Coles Bay (including Freycinet National Park)Entry point for those eager to explore the beautiful Freycinet National
Park.
Coles Bay is situated at the northern edge of the Freycinet National Park. As
such it is the site favoured by visitors wishing to explore the Freycinet
Peninsula and thus is well served by caravan sites and camping facilities.
Located 202 km north east of Hobart and 218 km south east of Launceston it is
one of the justifiably famous wilderness beauty spots on Tasmania's east coast.
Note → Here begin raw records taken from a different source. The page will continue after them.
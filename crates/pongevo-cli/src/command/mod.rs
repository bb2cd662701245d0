use clap::{Parser, Subcommand};

use self::{play::PlayArg, train::TrainArg};

mod play;
mod train;

#[derive(Debug, Clone, Parser)]
#[command(author, version, about, long_about = None)]
pub struct CommandArgs {
    /// What mode to run the program in
    #[command(subcommand)]
    mode: Mode,
}

#[derive(Debug, Clone, Subcommand)]
enum Mode {
    /// Evolve paddle controllers by self-play, from scratch or from a checkpoint
    Train(#[clap(flatten)] TrainArg),
    /// Play against a trained network
    Play(#[clap(flatten)] PlayArg),
}

pub fn run() -> anyhow::Result<()> {
    let args = CommandArgs::parse();
    match args.mode {
        Mode::Train(arg) => train::run(&arg)?,
        Mode::Play(arg) => play::run(&arg)?,
    }
    Ok(())
}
The Coles Bay-Freycinet National Park area is noted
for its spectacular coastal scenery and its emphasis on fishing, boating,
bushwalking and swimming. As the excellent brochure Let's Talk about
Coles Bay and Freycinet National Park declares: 'Where else would you find
granite mountains rising straight from the sea to form a magnificent sheltered
waterway?
'Where else would you find a beach so beautiful and
secluded that on the last Royal visit to Australia, the Royal Yacht Britannia
anchored to allow the Queen ashore for an Australian-style beach barbecue?' This
latter event is still talked about by the locals and, when you have seen
Wineglass Bay where the picnic took place, you can understand the romantic
notion of such an activity.
Before the arrival of European sealers and whalers
the area was popular with Aborigines and there are many shell middens along the
coast suggesting that it was a popular retreat from the coldness of the
Tasmanian winter.
By the early nineteenth century whalers and sealers
were well established on both Freycinet Peninsula and Schouten Island. From this
time the settlement of the area was largely restricted to adventurers and
near-hermits. It was Silas Cole, a lonely lime burner who collected the shells
from the Aboriginal middens and burnt them for lime, who gave the town its name.
He loved the area and often described its beauty to his friends when he took his
lime across Great Oyster Bay to Swansea.
It wasn't until 1934, when a retired auctioneer
named Harry Parsons purchased 5 ha of land at Coles Bay, that any kind of
settlement developed. Parsons' purchase became the land for the town - and the
town became a popular haunt for fishermen and bushwalkers. It was a retreat from
modern life. A true escape to a small community of shanties on the edge of a
beautiful bay. A rough road was hewn around the coast but most of the building
materials for the town arrived on the SS Koomeela which made regular journeys
across the bay.
The appealing quality of Coles Bay and Freycinet
National Park is that they haven't really changed in fifty years. Today people
still come to the area to get away from it all. They fish in the waters of Great
Oyster Bay, which are still rich in trevally, flathead, crayfish and trumpeter.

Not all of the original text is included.